Stay away from Yoran Vandersloot.


----------



## gnipgnop (Jan 11, 2009)

What is, or who is, Yoran Vandersloot????


----------



## jyork9 (Jan 11, 2009)

If you gamble at the Marriott Casino which is on the property, you can earn "comps" for  your extras ! !


----------



## bogey21 (Jan 11, 2009)

My recommendation when you are making "almost" even money bets, is that you start with 2 units; if you lose, keep betting 2 units; when you win, regress to one unit; then win or lose, go back to 2 units and start the whole procees over. 

I'll be the first to admit that I don't understand the math.  What I do understand is that it has worked pretty well for me.  

My thought process goes something like this.  If I am betting the same unit every time and I win one and the house wins one, we are even.  If I regress one unit after winning and the house and I each win one, I am still one unit ahead.

Don't over analyze it, just do it!  

George


----------



## pianodinosaur (Jan 11, 2009)

gnipgnop said:


> What is, or who is, Yoran Vandersloot????




Yoran Vandersloot is the young man last seen with Natalie Holloway. The last time he spoke out he said that he sold her into slavery but did not kill her.


----------



## lvhmbh (Jan 12, 2009)

Bad mention at best - I get tired for hearing it everytime I say I'm going back to my home away from home in Aruba.


----------



## LDT (Jan 12, 2009)

jyork9 said:


> If you gamble at the Marriott Casino which is on the property, you can earn "comps" for  your extras ! !

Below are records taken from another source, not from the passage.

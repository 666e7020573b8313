//! # Dish Catalog View
//!
//! The storefront's read-only projection of the `dishes` collection:
//! fetched once on load, browsed, and fed into the cart.
//!
//! The favorite toggle here is local-only by design — it is a view
//! preference on the shopper's copy of the list and never writes back. The
//! admin panel owns the persisted favorite flag (with rollback on failure);
//! see DESIGN.md for the split.

use thiserror::Error;
use tracing::info;

use crate::cart::{AddOutcome, CartStore};
use crate::clients::DishClient;
use crate::dish_store::DishError;
use crate::model::Dish;

/// Errors surfaced while browsing the catalog.
#[derive(Debug, Clone, Error, PartialEq)]
pub enum CatalogError {
    #[error("Dish not found: {0}")]
    UnknownDish(String),

    #[error("{0} is out of stock")]
    OutOfStock(String),

    #[error(transparent)]
    Load(#[from] DishError),
}

/// A one-shot snapshot of the dish list.
///
/// Not live: a reload means building a new view.
pub struct CatalogView {
    dishes: Vec<Dish>,
}

impl CatalogView {
    /// Fetches the full dish collection.
    pub async fn load(client: &DishClient) -> Result<Self, CatalogError> {
        let dishes = client.list_dishes().await?;
        info!(count = dishes.len(), "Catalog loaded");
        Ok(Self { dishes })
    }

    /// Builds a view over an already-fetched list.
    pub fn from_dishes(dishes: Vec<Dish>) -> Self {
        Self { dishes }
    }

    pub fn dishes(&self) -> &[Dish] {
        &self.dishes
    }

    pub fn dish(&self, dish_id: &str) -> Option<&Dish> {
        self.dishes.iter().find(|d| d.id == dish_id)
    }

    /// Flips the favorite marker on the local copy only.
    ///
    /// Returns the new value, or `None` for an unknown id.
    pub fn toggle_favorite(&mut self, dish_id: &str) -> Option<bool> {
        let dish = self.dishes.iter_mut().find(|d| d.id == dish_id)?;
        dish.favorite = !dish.favorite;
        Some(dish.favorite)
    }

    /// Puts a dish in the cart.
    ///
    /// Refuses out-of-stock dishes; a dish already in the cart comes back as
    /// [`AddOutcome::AlreadyInCart`] so the caller can tell the shopper.
    pub fn add_to_cart(
        &self,
        cart: &mut CartStore,
        dish_id: &str,
    ) -> Result<AddOutcome, CatalogError> {
        let dish = self
            .dish(dish_id)
            .ok_or_else(|| CatalogError::UnknownDish(dish_id.to_string()))?;
        if !dish.in_stock {
            return Err(CatalogError::OutOfStock(dish.name.clone()));
        }
        Ok(cart.add(dish))
    }
}
//! [`Record`] implementation for the Dish document type.
//!
//! Boundary validation lives here: a create payload with an empty name,
//! price, or image, or a price that does not parse as a non-negative
//! decimal, is rejected before anything is stored.

use async_trait::async_trait;

use super::actions::{DishAction, DishActionResult};
use crate::model::{Dish, DishCreate, DishUpdate};
use crate::store::Record;

#[async_trait]
impl Record for Dish {
    type Id = String;
    type CreateParams = DishCreate;
    type UpdateParams = DishUpdate;
    type Action = DishAction;
    type ActionResult = DishActionResult;

    /// Creates a new Dish from creation parameters.
    ///
    /// New dishes always start with the favorite flag unset.
    fn from_create_params(id: String, params: DishCreate) -> Result<Self, String> {
        if params.name.trim().is_empty() {
            return Err("dish name is required".to_string());
        }
        if params.price.trim().is_empty() {
            return Err("dish price is required".to_string());
        }
        match params.price.trim().parse::<f64>() {
            Ok(value) if value.is_finite() && value >= 0.0 => {}
            _ => return Err(format!("dish price is not a valid amount: {}", params.price)),
        }
        if params.image_url.trim().is_empty() {
            return Err("dish image is required".to_string());
        }

        Ok(Self::new(
            id,
            params.name,
            params.price,
            params.in_stock,
            false,
            params.image_url,
        ))
    }

    /// Applies a partial update.
    ///
    /// An absent or empty image URL keeps the stored one — an edit without a
    /// new photo must never wipe the existing reference.
    async fn on_update(&mut self, update: DishUpdate) -> Result<(), String> {
        if let Some(name) = update.name {
            self.name = name;
        }
        if let Some(price) = update.price {
            self.price = price;
        }
        if let Some(in_stock) = update.in_stock {
            self.in_stock = in_stock;
        }
        if let Some(image_url) = update.image_url {
            if !image_url.trim().is_empty() {
                self.image_url = image_url;
            }
        }
        Ok(())
    }

    async fn handle_action(&mut self, action: DishAction) -> Result<DishActionResult, String> {
        match action {
            DishAction::SetFavorite(favorite) => {
                self.favorite = favorite;
                Ok(DishActionResult::SetFavorite(self.favorite))
            }
        }
    }
}
//! Error types for the `orders` collection.

use thiserror::Error;

/// Errors that can occur during order operations.
#[derive(Debug, Clone, Error, PartialEq)]
pub enum OrderError {
    /// The requested order was not found.
    #[error("Order not found: {0}")]
    NotFound(String),

    /// The order payload was rejected at the storage boundary.
    #[error("Order validation error: {0}")]
    Validation(String),

    /// An error occurred while communicating with the store.
    #[error("Order store error: {0}")]
    Store(String),
}

impl From<String> for OrderError {
    fn from(msg: String) -> Self {
        OrderError::Store(msg)
    }
}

This is true but don't expect a lot if you are a table player.  For what I gambled there last year I would have gotten my whole stay comped in Vegas but didn't get anything there.  They just don't track table games the way they should.


----------



## silverfox82 (Jan 12, 2009)

Generally novice gamblers play slots which are not a great bet but easy and fun. Also a low amount roulette table can be fun and really a no brainer which is what I play when I am drinking. I leave cards and craps to the big guys, although they do offer the best possible return you really have to be on top of it, too much like work for me. A few years ago I won 1st prize in a slots tounament, a few hundred bucks and my picture in the paper the next day. I was way overserved so it proves the old saying "sometimes the stupidist farmers grow the biggest potatos". Have fun, put aside an amount your are comfortable leaving at the casino, hopefully you will get lucky.


----------



## pianodinosaur (Jan 12, 2009)

lvhmbh said:


> Bad mention at best - I get tired for hearing it everytime I say I'm going back to my home away from home in Aruba.



Sorry to upset you. I love Aruba too.


----------